• [Extracted information]
================
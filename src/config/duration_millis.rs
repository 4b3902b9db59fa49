//! Serde helper: `Duration` as integer milliseconds.

use std::time::Duration;

use serde::{Deserialize, Deserializer, Serializer};

pub fn serialize<S>(duration: &Duration, serializer: S) -> std::result::Result<S::Ok, S::Error>
where
    S: Serializer,
{
    serializer.serialize_u64(duration.as_millis() as u64)
}

pub fn deserialize<'de, D>(deserializer: D) -> std::result::Result<Duration, D::Error>
where
    D: Deserializer<'de>,
{
    let millis = u64::deserialize(deserializer)?;
    Ok(Duration::from_millis(millis))
}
================
• [Task details]
In your answer, repeat each line of the material word for word.

• [Exercise answer]
filename src/config/duration_millis.rs
repository 4b3902b9db59fa49
//! Serde helper: `Duration` as integer milliseconds.

use std::time::Duration;

use serde::{Deserialize, Deserializer, Serializer};

pub fn serialize<S>(duration: &Duration, serializer: S) -> std::result::Result<S::Ok, S::Error>
where
    S: Serializer,
{
    serializer.serialize_u64(duration.as_millis() as u64)
}

pub fn deserialize<'de, D>(deserializer: D) -> std::result::Result<Duration, D::Error>
where
    D: Deserializer<'de>,
{
    let millis = u64::deserialize(deserializer)?;
    Ok(Duration::from_millis(millis))
}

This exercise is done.